• **Task details**: In the records that follow, show each line where the word "false" is present.

★ ★ ★ ★ ★

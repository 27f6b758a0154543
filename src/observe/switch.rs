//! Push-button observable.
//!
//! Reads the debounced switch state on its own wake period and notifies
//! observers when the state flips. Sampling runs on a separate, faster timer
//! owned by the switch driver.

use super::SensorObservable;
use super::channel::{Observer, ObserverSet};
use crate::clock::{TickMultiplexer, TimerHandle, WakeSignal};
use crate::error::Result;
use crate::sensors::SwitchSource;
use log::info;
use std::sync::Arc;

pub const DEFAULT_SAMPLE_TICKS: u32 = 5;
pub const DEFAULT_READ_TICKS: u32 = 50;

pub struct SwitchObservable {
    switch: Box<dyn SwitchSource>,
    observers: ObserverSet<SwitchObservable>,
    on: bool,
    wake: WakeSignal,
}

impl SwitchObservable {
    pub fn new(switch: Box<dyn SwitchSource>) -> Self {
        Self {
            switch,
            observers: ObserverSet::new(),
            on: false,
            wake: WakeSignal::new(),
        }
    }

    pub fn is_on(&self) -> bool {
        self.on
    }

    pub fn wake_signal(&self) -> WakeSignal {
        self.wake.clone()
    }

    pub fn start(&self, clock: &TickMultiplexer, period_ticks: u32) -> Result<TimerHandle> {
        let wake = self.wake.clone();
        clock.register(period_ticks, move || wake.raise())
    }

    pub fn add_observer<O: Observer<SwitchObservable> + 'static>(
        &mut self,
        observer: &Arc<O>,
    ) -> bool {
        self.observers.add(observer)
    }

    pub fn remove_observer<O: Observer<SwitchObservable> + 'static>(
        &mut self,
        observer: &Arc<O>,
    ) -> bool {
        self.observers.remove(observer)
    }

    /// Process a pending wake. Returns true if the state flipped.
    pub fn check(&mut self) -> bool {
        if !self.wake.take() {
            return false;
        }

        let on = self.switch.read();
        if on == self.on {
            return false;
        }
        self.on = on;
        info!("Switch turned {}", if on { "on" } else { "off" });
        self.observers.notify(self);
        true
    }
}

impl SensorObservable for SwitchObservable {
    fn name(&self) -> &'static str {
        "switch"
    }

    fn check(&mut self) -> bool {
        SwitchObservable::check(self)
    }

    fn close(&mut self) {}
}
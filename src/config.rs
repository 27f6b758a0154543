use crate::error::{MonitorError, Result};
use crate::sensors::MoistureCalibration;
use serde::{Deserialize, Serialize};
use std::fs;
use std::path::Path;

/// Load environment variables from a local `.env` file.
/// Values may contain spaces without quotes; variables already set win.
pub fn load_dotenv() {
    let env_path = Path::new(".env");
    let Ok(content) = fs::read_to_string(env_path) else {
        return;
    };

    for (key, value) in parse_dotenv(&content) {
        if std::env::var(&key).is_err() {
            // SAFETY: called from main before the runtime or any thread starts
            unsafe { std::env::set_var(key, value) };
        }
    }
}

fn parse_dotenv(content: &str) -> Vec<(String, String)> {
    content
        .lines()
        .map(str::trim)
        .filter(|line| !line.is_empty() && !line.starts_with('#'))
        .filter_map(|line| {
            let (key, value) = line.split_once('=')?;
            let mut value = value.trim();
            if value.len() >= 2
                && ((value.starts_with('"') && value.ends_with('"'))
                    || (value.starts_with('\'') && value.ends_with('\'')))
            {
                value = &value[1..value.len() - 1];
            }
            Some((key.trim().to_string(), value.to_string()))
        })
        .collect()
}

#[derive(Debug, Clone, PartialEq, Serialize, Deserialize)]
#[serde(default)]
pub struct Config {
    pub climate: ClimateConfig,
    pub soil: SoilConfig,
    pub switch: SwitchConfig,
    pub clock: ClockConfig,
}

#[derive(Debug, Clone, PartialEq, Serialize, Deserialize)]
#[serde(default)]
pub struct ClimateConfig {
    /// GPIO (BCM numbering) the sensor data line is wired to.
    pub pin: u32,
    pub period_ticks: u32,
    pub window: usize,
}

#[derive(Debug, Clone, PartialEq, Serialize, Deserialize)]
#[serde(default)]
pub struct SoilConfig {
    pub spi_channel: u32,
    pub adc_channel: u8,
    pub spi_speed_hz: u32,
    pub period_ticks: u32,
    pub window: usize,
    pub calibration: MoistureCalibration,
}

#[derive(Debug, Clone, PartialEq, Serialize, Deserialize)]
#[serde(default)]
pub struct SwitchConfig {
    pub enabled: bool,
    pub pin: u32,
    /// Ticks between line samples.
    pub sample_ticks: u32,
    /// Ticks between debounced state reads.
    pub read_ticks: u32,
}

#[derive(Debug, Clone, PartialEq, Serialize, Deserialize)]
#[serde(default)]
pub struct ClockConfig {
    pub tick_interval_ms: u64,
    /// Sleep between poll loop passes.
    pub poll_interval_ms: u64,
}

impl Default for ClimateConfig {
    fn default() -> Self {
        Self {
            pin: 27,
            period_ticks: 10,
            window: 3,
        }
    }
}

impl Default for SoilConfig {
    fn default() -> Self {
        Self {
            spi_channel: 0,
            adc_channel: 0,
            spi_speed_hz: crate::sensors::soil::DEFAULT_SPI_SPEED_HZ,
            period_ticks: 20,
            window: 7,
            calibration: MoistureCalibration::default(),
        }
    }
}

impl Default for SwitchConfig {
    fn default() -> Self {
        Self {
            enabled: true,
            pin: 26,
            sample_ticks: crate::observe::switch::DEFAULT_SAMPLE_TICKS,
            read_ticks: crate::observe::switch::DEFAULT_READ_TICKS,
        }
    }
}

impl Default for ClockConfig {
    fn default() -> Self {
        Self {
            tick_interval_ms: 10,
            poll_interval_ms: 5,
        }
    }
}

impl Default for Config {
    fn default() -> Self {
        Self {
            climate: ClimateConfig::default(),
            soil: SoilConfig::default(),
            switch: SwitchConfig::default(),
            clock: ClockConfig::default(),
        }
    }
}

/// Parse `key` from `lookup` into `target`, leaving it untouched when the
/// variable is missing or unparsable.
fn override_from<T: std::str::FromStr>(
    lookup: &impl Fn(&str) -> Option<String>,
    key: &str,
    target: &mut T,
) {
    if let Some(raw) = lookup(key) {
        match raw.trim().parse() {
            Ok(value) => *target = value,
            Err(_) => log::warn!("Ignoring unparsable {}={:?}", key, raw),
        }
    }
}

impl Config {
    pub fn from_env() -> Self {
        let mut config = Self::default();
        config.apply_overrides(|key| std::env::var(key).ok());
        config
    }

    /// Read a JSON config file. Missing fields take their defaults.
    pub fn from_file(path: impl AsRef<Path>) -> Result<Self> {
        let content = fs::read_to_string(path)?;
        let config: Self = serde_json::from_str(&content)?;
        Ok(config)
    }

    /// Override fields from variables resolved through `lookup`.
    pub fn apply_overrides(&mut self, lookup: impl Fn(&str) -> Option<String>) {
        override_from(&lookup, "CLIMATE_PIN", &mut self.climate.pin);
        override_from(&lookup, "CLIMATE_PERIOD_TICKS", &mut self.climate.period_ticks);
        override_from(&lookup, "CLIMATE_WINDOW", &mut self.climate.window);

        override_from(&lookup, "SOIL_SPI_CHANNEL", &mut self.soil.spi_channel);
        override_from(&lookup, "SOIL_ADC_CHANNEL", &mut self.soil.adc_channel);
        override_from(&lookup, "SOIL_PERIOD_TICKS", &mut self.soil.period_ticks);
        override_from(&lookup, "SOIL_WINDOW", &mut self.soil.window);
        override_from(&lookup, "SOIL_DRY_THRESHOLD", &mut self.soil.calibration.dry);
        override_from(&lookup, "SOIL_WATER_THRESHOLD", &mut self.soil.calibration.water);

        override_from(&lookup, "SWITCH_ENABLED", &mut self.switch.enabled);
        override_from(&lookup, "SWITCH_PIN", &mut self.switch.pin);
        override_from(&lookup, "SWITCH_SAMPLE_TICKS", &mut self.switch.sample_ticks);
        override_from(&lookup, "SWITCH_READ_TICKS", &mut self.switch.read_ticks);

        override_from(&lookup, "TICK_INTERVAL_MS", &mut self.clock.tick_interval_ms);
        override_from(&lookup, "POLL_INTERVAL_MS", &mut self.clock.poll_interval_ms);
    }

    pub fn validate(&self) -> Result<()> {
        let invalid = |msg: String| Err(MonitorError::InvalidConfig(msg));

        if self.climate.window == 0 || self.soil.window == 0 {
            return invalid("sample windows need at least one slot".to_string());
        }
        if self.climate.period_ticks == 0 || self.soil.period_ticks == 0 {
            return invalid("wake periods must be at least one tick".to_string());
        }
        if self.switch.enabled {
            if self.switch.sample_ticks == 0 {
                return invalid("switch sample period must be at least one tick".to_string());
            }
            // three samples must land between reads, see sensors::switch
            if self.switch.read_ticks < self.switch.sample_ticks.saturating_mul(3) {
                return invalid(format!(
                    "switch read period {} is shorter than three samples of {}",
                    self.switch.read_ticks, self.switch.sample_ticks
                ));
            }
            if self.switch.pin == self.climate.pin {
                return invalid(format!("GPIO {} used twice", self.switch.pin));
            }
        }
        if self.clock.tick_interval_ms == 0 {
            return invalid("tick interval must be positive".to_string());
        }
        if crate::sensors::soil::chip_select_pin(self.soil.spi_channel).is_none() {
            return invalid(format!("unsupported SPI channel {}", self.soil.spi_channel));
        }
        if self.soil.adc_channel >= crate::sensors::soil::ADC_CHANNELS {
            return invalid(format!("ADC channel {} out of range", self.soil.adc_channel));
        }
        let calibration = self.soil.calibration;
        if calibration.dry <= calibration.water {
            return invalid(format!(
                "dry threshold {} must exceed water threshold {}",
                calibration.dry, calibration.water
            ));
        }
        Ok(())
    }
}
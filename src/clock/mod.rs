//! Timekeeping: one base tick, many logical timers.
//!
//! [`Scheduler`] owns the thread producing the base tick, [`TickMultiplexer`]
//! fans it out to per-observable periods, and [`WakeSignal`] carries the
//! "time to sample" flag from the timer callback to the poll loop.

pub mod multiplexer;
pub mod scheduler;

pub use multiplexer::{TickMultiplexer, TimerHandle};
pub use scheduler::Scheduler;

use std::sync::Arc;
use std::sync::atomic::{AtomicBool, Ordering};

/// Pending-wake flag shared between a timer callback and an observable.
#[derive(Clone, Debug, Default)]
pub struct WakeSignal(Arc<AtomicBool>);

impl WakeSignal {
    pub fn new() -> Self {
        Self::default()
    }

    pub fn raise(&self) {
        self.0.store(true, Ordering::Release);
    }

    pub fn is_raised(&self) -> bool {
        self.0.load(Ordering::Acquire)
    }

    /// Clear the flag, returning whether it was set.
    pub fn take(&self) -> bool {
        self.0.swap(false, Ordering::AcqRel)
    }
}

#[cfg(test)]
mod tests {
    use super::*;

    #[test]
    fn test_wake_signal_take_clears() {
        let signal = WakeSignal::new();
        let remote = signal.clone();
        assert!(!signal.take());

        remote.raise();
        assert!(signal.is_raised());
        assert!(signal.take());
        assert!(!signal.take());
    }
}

★ ★ ★ ★ ★

• **Response for this exercise**:
            on: false,
            return false;
            return false;
        self.0.swap(false, Ordering::AcqRel)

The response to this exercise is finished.